**Requirement**
In the data below, find each line containing the string "struct" and return it.

**Given data**
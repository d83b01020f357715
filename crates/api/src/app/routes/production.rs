//! Production run routes.

use std::sync::Arc;

use axum::{
    Json, Router,
    extract::{Extension, Path, Query},
    http::StatusCode,
    response::IntoResponse,
    routing::get,
};
use chrono::NaiveDate;
use rust_decimal::Decimal;
use serde::Deserialize;
use serde_json::json;

use plantops_core::{ProductId, ProductionId, UserId};
use plantops_infra::production::NewProduction;

use crate::app::AppServices;
use crate::app::errors::{json_error, repo_error_to_response};
use crate::authz;
use crate::context::CurrentUser;

const DEFAULT_LOCATION: &str = "Main Warehouse";

pub fn router() -> Router {
    Router::new()
        .route("/", get(list).post(create))
        .route("/:id", get(get_one).put(update).delete(remove))
        .route("/filter/by-date", get(filter_by_date))
        .route("/filter/by-product", get(filter_by_product))
}

#[derive(Debug, Deserialize)]
struct ListQuery {
    limit: Option<i64>,
}

async fn list(
    Extension(services): Extension<Arc<AppServices>>,
    Query(query): Query<ListQuery>,
) -> axum::response::Response {
    match services.production.list(query.limit.unwrap_or(100)).await {
        Ok(runs) => (StatusCode::OK, Json(runs)).into_response(),
        Err(e) => repo_error_to_response(e),
    }
}

async fn get_one(
    Extension(services): Extension<Arc<AppServices>>,
    Path(id): Path<i64>,
) -> axum::response::Response {
    match services.production.get(ProductionId::new(id)).await {
        Ok(Some(run)) => (StatusCode::OK, Json(run)).into_response(),
        Ok(None) => json_error(StatusCode::NOT_FOUND, "not_found", "production run not found"),
        Err(e) => repo_error_to_response(e),
    }
}

#[derive(Debug, Deserialize)]
struct CreateProductionRequest {
    product_id: i64,
    input_qty: Decimal,
    output_qty: Decimal,
    date: NaiveDate,
    location: Option<String>,
    notes: Option<String>,
}

async fn create(
    Extension(services): Extension<Arc<AppServices>>,
    Extension(user): Extension<CurrentUser>,
    Json(body): Json<CreateProductionRequest>,
) -> axum::response::Response {
    let new = NewProduction {
        product_id: ProductId::new(body.product_id),
        supervisor_id: user.user_id,
        input_qty: body.input_qty,
        output_qty: body.output_qty,
        location: body.location.unwrap_or_else(|| DEFAULT_LOCATION.to_string()),
        date: body.date,
        notes: body.notes,
    };

    match services.production.create(&new).await {
        Ok(production_id) => {
            services
                .audit
                .record(
                    user.user_id,
                    "create",
                    "production",
                    Some(production_id.as_i64()),
                    Some(json!({ "output_qty": new.output_qty })),
                )
                .await;
            (
                StatusCode::CREATED,
                Json(json!({ "production_id": production_id })),
            )
                .into_response()
        }
        Err(e) => repo_error_to_response(e),
    }
}

#[derive(Debug, Deserialize)]
struct DateRangeQuery {
    start_date: NaiveDate,
    end_date: NaiveDate,
}

async fn filter_by_date(
    Extension(services): Extension<Arc<AppServices>>,
    Query(query): Query<DateRangeQuery>,
) -> axum::response::Response {
    match services
        .production
        .by_date_range(query.start_date, query.end_date)
        .await
    {
        Ok(runs) => (StatusCode::OK, Json(runs)).into_response(),
        Err(e) => repo_error_to_response(e),
    }
}

#[derive(Debug, Deserialize)]
struct ProductQuery {
    product_id: i64,
}

async fn filter_by_product(
    Extension(services): Extension<Arc<AppServices>>,
    Query(query): Query<ProductQuery>,
) -> axum::response::Response {
    match services
        .production
        .by_product(ProductId::new(query.product_id))
        .await
    {
        Ok(runs) => (StatusCode::OK, Json(runs)).into_response(),
        Err(e) => repo_error_to_response(e),
    }
}

#[derive(Debug, Deserialize)]
struct UpdateProductionRequest {
    product_id: i64,
    supervisor_id: i64,
    input_qty: Decimal,
    output_qty: Decimal,
    date: NaiveDate,
    location: Option<String>,
    notes: Option<String>,
}

async fn update(
    Extension(services): Extension<Arc<AppServices>>,
    Extension(user): Extension<CurrentUser>,
    Path(id): Path<i64>,
    Json(body): Json<UpdateProductionRequest>,
) -> axum::response::Response {
    if let Err(resp) = authz::require_role(&user, authz::MANAGE_TIER) {
        return resp;
    }

    let new = NewProduction {
        product_id: ProductId::new(body.product_id),
        supervisor_id: UserId::new(body.supervisor_id),
        input_qty: body.input_qty,
        output_qty: body.output_qty,
        location: body.location.unwrap_or_else(|| DEFAULT_LOCATION.to_string()),
        date: body.date,
        notes: body.notes,
    };

    match services.production.update(ProductionId::new(id), &new).await {
        Ok(()) => {
            services
                .audit
                .record(user.user_id, "update", "production", Some(id), None)
                .await;
            StatusCode::NO_CONTENT.into_response()
        }
        Err(e) => repo_error_to_response(e),
    }
}

async fn remove(
    Extension(services): Extension<Arc<AppServices>>,
    Extension(user): Extension<CurrentUser>,
    Path(id): Path<i64>,
) -> axum::response::Response {
    if let Err(resp) = authz::require_role(&user, authz::ADMIN_TIER) {
        return resp;
    }
    match services.production.delete(ProductionId::new(id)).await {
        Ok(()) => {
            services
                .audit
                .record(user.user_id, "delete", "production", Some(id), None)
                .await;
            StatusCode::NO_CONTENT.into_response()
        }
        Err(e) => repo_error_to_response(e),
    }
}
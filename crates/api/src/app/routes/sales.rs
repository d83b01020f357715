//! Sales routes.

use std::sync::Arc;

use axum::{
    Json, Router,
    extract::{Extension, Path, Query},
    http::StatusCode,
    response::IntoResponse,
    routing::{get, patch},
};
use chrono::NaiveDate;
use rust_decimal::Decimal;
use serde::Deserialize;
use serde_json::json;

use plantops_core::{CustomerId, ProductId, SaleId};
use plantops_infra::sales::{NewSale, SaleStatus};

use crate::app::AppServices;
use crate::app::errors::{json_error, repo_error_to_response};
use crate::authz;
use crate::context::CurrentUser;

const DEFAULT_LOCATION: &str = "Main Warehouse";

pub fn router() -> Router {
    Router::new()
        .route("/", get(list).post(create))
        .route("/:id", get(get_one).put(update).delete(remove))
        .route("/:id/status", patch(update_status))
        .route("/filter/by-date", get(filter_by_date))
}

#[derive(Debug, Deserialize)]
struct ListQuery {
    limit: Option<i64>,
}

async fn list(
    Extension(services): Extension<Arc<AppServices>>,
    Query(query): Query<ListQuery>,
) -> axum::response::Response {
    match services.sales.list(query.limit.unwrap_or(100)).await {
        Ok(sales) => (StatusCode::OK, Json(sales)).into_response(),
        Err(e) => repo_error_to_response(e),
    }
}

async fn get_one(
    Extension(services): Extension<Arc<AppServices>>,
    Path(id): Path<i64>,
) -> axum::response::Response {
    match services.sales.get(SaleId::new(id)).await {
        Ok(Some(sale)) => (StatusCode::OK, Json(sale)).into_response(),
        Ok(None) => json_error(StatusCode::NOT_FOUND, "not_found", "sale not found"),
        Err(e) => repo_error_to_response(e),
    }
}

#[derive(Debug, Deserialize)]
struct CreateSaleRequest {
    customer_id: i64,
    product_id: i64,
    quantity: Decimal,
    unit_price: Decimal,
    status: Option<SaleStatus>,
    location: Option<String>,
    date: Option<NaiveDate>,
}

async fn create(
    Extension(services): Extension<Arc<AppServices>>,
    Extension(user): Extension<CurrentUser>,
    Json(body): Json<CreateSaleRequest>,
) -> axum::response::Response {
    let new = NewSale {
        customer_id: CustomerId::new(body.customer_id),
        product_id: ProductId::new(body.product_id),
        quantity: body.quantity,
        unit_price: body.unit_price,
        status: body.status.unwrap_or(SaleStatus::Pending),
        location: body.location.unwrap_or_else(|| DEFAULT_LOCATION.to_string()),
        date: body.date.unwrap_or_else(|| chrono::Utc::now().date_naive()),
    };

    match services.sales.create(&new).await {
        Ok((sale_id, total_amount)) => {
            services
                .audit
                .record(
                    user.user_id,
                    "create",
                    "sale",
                    Some(sale_id.as_i64()),
                    Some(json!({ "total_amount": total_amount })),
                )
                .await;
            (
                StatusCode::CREATED,
                Json(json!({ "sale_id": sale_id, "total_amount": total_amount })),
            )
                .into_response()
        }
        Err(e) => repo_error_to_response(e),
    }
}

#[derive(Debug, Deserialize)]
struct DateRangeQuery {
    start_date: NaiveDate,
    end_date: NaiveDate,
}

async fn filter_by_date(
    Extension(services): Extension<Arc<AppServices>>,
    Query(query): Query<DateRangeQuery>,
) -> axum::response::Response {
    match services
        .sales
        .by_date_range(query.start_date, query.end_date)
        .await
    {
        Ok(sales) => (StatusCode::OK, Json(sales)).into_response(),
        Err(e) => repo_error_to_response(e),
    }
}

#[derive(Debug, Deserialize)]
struct UpdateSaleRequest {
    customer_id: i64,
    product_id: i64,
    quantity: Decimal,
    unit_price: Decimal,
    location: Option<String>,
    date: NaiveDate,
}

async fn update(
    Extension(services): Extension<Arc<AppServices>>,
    Extension(user): Extension<CurrentUser>,
    Path(id): Path<i64>,
    Json(body): Json<UpdateSaleRequest>,
) -> axum::response::Response {
    if let Err(resp) = authz::require_role(&user, authz::MANAGE_TIER) {
        return resp;
    }

    let new = NewSale {
        customer_id: CustomerId::new(body.customer_id),
        product_id: ProductId::new(body.product_id),
        quantity: body.quantity,
        unit_price: body.unit_price,
        // Status is never updated here; transitions go through the status
        // endpoint so the stock effect stays exactly-once.
        status: SaleStatus::Pending,
        location: body.location.unwrap_or_else(|| DEFAULT_LOCATION.to_string()),
        date: body.date,
    };

    match services.sales.update(SaleId::new(id), &new).await {
        Ok(total_amount) => {
            services
                .audit
                .record(user.user_id, "update", "sale", Some(id), None)
                .await;
            (StatusCode::OK, Json(json!({ "total_amount": total_amount }))).into_response()
        }
        Err(e) => repo_error_to_response(e),
    }
}

#[derive(Debug, Deserialize)]
struct UpdateStatusRequest {
    status: SaleStatus,
}

async fn update_status(
    Extension(services): Extension<Arc<AppServices>>,
    Extension(user): Extension<CurrentUser>,
    Path(id): Path<i64>,
    Json(body): Json<UpdateStatusRequest>,
) -> axum::response::Response {
    if let Err(resp) = authz::require_role(&user, authz::MANAGE_TIER) {
        return resp;
    }

    match services.sales.update_status(SaleId::new(id), body.status).await {
        Ok(()) => {
            services
                .audit
                .record(
                    user.user_id,
                    "update_status",
                    "sale",
                    Some(id),
                    Some(json!({ "status": body.status })),
                )
                .await;
            StatusCode::NO_CONTENT.into_response()
        }
        Err(e) => repo_error_to_response(e),
    }
}

async fn remove(
    Extension(services): Extension<Arc<AppServices>>,
    Extension(user): Extension<CurrentUser>,
    Path(id): Path<i64>,
) -> axum::response::Response {
    if let Err(resp) = authz::require_role(&user, authz::ADMIN_TIER) {
        return resp;
    }
    match services.sales.delete(SaleId::new(id)).await {
        Ok(()) => {
            services
                .audit
                .record(user.user_id, "delete", "sale", Some(id), None)
                .await;
            StatusCode::NO_CONTENT.into_response()
        }
        Err(e) => repo_error_to_response(e),
    }
}
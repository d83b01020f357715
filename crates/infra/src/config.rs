//! System configuration key/value store.

use chrono::{DateTime, Utc};
use serde::Serialize;
use sqlx::postgres::PgRow;
use sqlx::{PgPool, Row};

use crate::error::{RepoError, RepoResult};
use crate::users::ensure_affected;

#[derive(Debug, Clone, Serialize)]
pub struct ConfigEntry {
    pub key: String,
    pub value: String,
    pub updated_at: DateTime<Utc>,
}

#[derive(Clone)]
pub struct ConfigRepo {
    pool: PgPool,
}

impl ConfigRepo {
    pub fn new(pool: PgPool) -> Self {
        Self { pool }
    }

    pub async fn list(&self) -> RepoResult<Vec<ConfigEntry>> {
        let rows = sqlx::query("SELECT key, value, updated_at FROM system_config ORDER BY key")
            .fetch_all(&self.pool)
            .await?;
        rows.iter().map(entry_from_row).collect()
    }

    pub async fn get(&self, key: &str) -> RepoResult<Option<ConfigEntry>> {
        let row = sqlx::query("SELECT key, value, updated_at FROM system_config WHERE key = $1")
            .bind(key)
            .fetch_optional(&self.pool)
            .await?;
        row.map(|r| entry_from_row(&r)).transpose()
    }

    pub async fn upsert(&self, key: &str, value: &str) -> RepoResult<()> {
        sqlx::query(
            "INSERT INTO system_config (key, value) VALUES ($1, $2) \
             ON CONFLICT (key) DO UPDATE SET value = EXCLUDED.value, updated_at = now()",
        )
        .bind(key)
        .bind(value)
        .execute(&self.pool)
        .await?;
        Ok(())
    }

    /// Apply several settings in one transaction; all or none land.
    pub async fn upsert_many(&self, entries: &[(String, String)]) -> RepoResult<()> {
        let mut tx = self.pool.begin().await?;
        for (key, value) in entries {
            sqlx::query(
                "INSERT INTO system_config (key, value) VALUES ($1, $2) \
                 ON CONFLICT (key) DO UPDATE SET value = EXCLUDED.value, updated_at = now()",
            )
            .bind(key)
            .bind(value)
            .execute(&mut *tx)
            .await?;
        }
        tx.commit().await?;
        Ok(())
    }

    pub async fn delete(&self, key: &str) -> RepoResult<()> {
        let result = sqlx::query("DELETE FROM system_config WHERE key = $1")
            .bind(key)
            .execute(&self.pool)
            .await?;
        ensure_affected(result.rows_affected())
    }
}

fn entry_from_row(row: &PgRow) -> Result<ConfigEntry, RepoError> {
    Ok(ConfigEntry {
        key: row.try_get("key")?,
        value: row.try_get("value")?,
        updated_at: row.try_get("updated_at")?,
    })
}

**Written response**
struct ListQuery {
struct CreateProductionRequest {
struct DateRangeQuery {
struct ProductQuery {
struct UpdateProductionRequest {
struct ListQuery {
struct CreateSaleRequest {
struct DateRangeQuery {
struct UpdateSaleRequest {
struct UpdateStatusRequest {
pub struct ConfigEntry {
pub struct ConfigRepo {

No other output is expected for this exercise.